Stored data entries
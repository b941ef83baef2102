use std::collections::HashMap;

use async_trait::async_trait;
use tokio::sync::{mpsc, Mutex};

use crate::error::DeliveryError;
use crate::types::{EventKey, EventStatus, Webhook, WebhookEvent, WebhookId, WebhookStatus};

/// Webhook metadata and status.
#[async_trait]
pub trait WebhookRepo: Send + Sync {
    async fn require_webhook(&self, id: &WebhookId) -> Result<Webhook, DeliveryError>;
    async fn set_webhook_status(
        &self,
        id: &WebhookId,
        status: WebhookStatus,
    ) -> Result<(), DeliveryError>;
}

/// Durable event store and its two streams.
#[async_trait]
pub trait WebhookEventRepo: Send + Sync {
    /// Stream of newly published events. The returned receiver is live
    /// before any data flows, so the subscription is observable.
    async fn subscribe_to_new_events(&self) -> mpsc::Receiver<WebhookEvent>;

    /// Stream of events currently in status `Delivering`, used at
    /// startup to rebuild retry queues.
    async fn recover_events(&self) -> mpsc::Receiver<WebhookEvent>;

    async fn set_event_status(
        &self,
        key: &EventKey,
        status: EventStatus,
    ) -> Result<(), DeliveryError>;

    async fn set_event_status_many(
        &self,
        keys: &[EventKey],
        status: EventStatus,
    ) -> Result<(), DeliveryError>;

    async fn set_all_as_failed_by_webhook_id(&self, id: &WebhookId) -> Result<(), DeliveryError>;
}

/// Checkpoint storage. The blob is opaque to the repository; the engine
/// writes a serialized retry checkpoint as UTF-8 JSON.
#[async_trait]
pub trait WebhookStateRepo: Send + Sync {
    async fn get_state(&self) -> Result<Option<Vec<u8>>, DeliveryError>;
    async fn set_state(&self, blob: Vec<u8>) -> Result<(), DeliveryError>;
}

/// In-memory webhook repository for tests and embedded usage.
#[derive(Default)]
pub struct InMemoryWebhookRepo {
    webhooks: Mutex<HashMap<WebhookId, Webhook>>,
}

impl InMemoryWebhookRepo {
    pub fn new() -> Self {
        Self::default()
    }

    pub async fn insert(&self, webhook: Webhook) {
        self.webhooks.lock().await.insert(webhook.id.clone(), webhook);
    }

    pub async fn status_of(&self, id: &WebhookId) -> Option<WebhookStatus> {
        self.webhooks.lock().await.get(id).map(|w| w.status.clone())
    }
}

#[async_trait]
impl WebhookRepo for InMemoryWebhookRepo {
    async fn require_webhook(&self, id: &WebhookId) -> Result<Webhook, DeliveryError> {
        self.webhooks
            .lock()
            .await
            .get(id)
            .cloned()
            .ok_or_else(|| DeliveryError::MissingWebhook(id.clone()))
    }

    async fn set_webhook_status(
        &self,
        id: &WebhookId,
        status: WebhookStatus,
    ) -> Result<(), DeliveryError> {
        let mut guard = self.webhooks.lock().await;
        let webhook = guard
            .get_mut(id)
            .ok_or_else(|| DeliveryError::MissingWebhook(id.clone()))?;
        webhook.status = status;
        Ok(())
    }
}

/// In-memory event repository.
///
/// `publish` feeds the live new-event subscription when one exists; the
/// status log keeps the full transition history for assertions.
#[derive(Default)]
pub struct InMemoryEventRepo {
    events: Mutex<HashMap<EventKey, WebhookEvent>>,
    new_events_tx: Mutex<Option<mpsc::Sender<WebhookEvent>>>,
    status_log: Mutex<Vec<(EventKey, EventStatus)>>,
}

impl InMemoryEventRepo {
    pub fn new() -> Self {
        Self::default()
    }

    /// Store an event and hand it to the new-event subscriber, if any.
    pub async fn publish(&self, event: WebhookEvent) {
        self.events.lock().await.insert(event.key.clone(), event.clone());
        let tx = self.new_events_tx.lock().await.clone();
        if let Some(tx) = tx {
            let _ = tx.send(event).await;
        }
    }

    /// Seed an event without feeding the subscription; used to stage
    /// `Delivering` events ahead of recovery.
    pub async fn seed(&self, mut event: WebhookEvent, status: EventStatus) {
        event.status = status;
        self.events.lock().await.insert(event.key.clone(), event);
    }

    pub async fn status_of(&self, key: &EventKey) -> Option<EventStatus> {
        self.events.lock().await.get(key).map(|e| e.status)
    }

    pub async fn status_history(&self, key: &EventKey) -> Vec<EventStatus> {
        self.status_log
            .lock()
            .await
            .iter()
            .filter(|(k, _)| k == key)
            .map(|(_, s)| *s)
            .collect()
    }
}

#[async_trait]
impl WebhookEventRepo for InMemoryEventRepo {
    async fn subscribe_to_new_events(&self) -> mpsc::Receiver<WebhookEvent> {
        let (tx, rx) = mpsc::channel(256);
        *self.new_events_tx.lock().await = Some(tx);
        rx
    }

    async fn recover_events(&self) -> mpsc::Receiver<WebhookEvent> {
        let delivering: Vec<_> = self
            .events
            .lock()
            .await
            .values()
            .filter(|e| e.status == EventStatus::Delivering)
            .cloned()
            .collect();
        let (tx, rx) = mpsc::channel(64);
        tokio::spawn(async move {
            for event in delivering {
                if tx.send(event).await.is_err() {
                    break;
                }
            }
        });
        rx
    }

    async fn set_event_status(
        &self,
        key: &EventKey,
        status: EventStatus,
    ) -> Result<(), DeliveryError> {
        let mut guard = self.events.lock().await;
        let event = guard
            .get_mut(key)
            .ok_or_else(|| DeliveryError::MissingEvent(key.clone()))?;
        event.status = status;
        self.status_log.lock().await.push((key.clone(), status));
        Ok(())
    }

    async fn set_event_status_many(
        &self,
        keys: &[EventKey],
        status: EventStatus,
    ) -> Result<(), DeliveryError> {
        let mut guard = self.events.lock().await;
        let mut log = self.status_log.lock().await;
        let mut missing = Vec::new();
        for key in keys {
            match guard.get_mut(key) {
                Some(event) => {
                    event.status = status;
                    log.push((key.clone(), status));
                }
                None => missing.push(key.clone()),
            }
        }
        if missing.is_empty() {
            Ok(())
        } else {
            Err(DeliveryError::MissingEvents(missing))
        }
    }

    async fn set_all_as_failed_by_webhook_id(&self, id: &WebhookId) -> Result<(), DeliveryError> {
        let mut guard = self.events.lock().await;
        let mut log = self.status_log.lock().await;
        for event in guard.values_mut() {
            if &event.key.webhook_id == id && event.status != EventStatus::Delivered {
                event.status = EventStatus::Failed;
                log.push((event.key.clone(), EventStatus::Failed));
            }
        }
        Ok(())
    }
}

/// In-memory checkpoint cell; writes can be made to fail for tests.
#[derive(Default)]
pub struct InMemoryStateRepo {
    blob: Mutex<Option<Vec<u8>>>,
    fail_writes: std::sync::atomic::AtomicBool,
}

impl InMemoryStateRepo {
    pub fn new() -> Self {
        Self::default()
    }

    pub async fn preload(&self, blob: Vec<u8>) {
        *self.blob.lock().await = Some(blob);
    }

    pub async fn blob(&self) -> Option<Vec<u8>> {
        self.blob.lock().await.clone()
    }

    pub fn fail_writes(&self, fail: bool) {
        self.fail_writes.store(fail, std::sync::atomic::Ordering::SeqCst);
    }
}

#[async_trait]
impl WebhookStateRepo for InMemoryStateRepo {
    async fn get_state(&self) -> Result<Option<Vec<u8>>, DeliveryError> {
        Ok(self.blob.lock().await.clone())
    }

    async fn set_state(&self, blob: Vec<u8>) -> Result<(), DeliveryError> {
        if self.fail_writes.load(std::sync::atomic::Ordering::SeqCst) {
            return Err(DeliveryError::Io("state write disabled".into()));
        }
        *self.blob.lock().await = Some(blob);
        Ok(())
    }
}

» What to do: Among the records, count every line where "SeqCst" appears. Reply with the total alone.

» Answer section: 2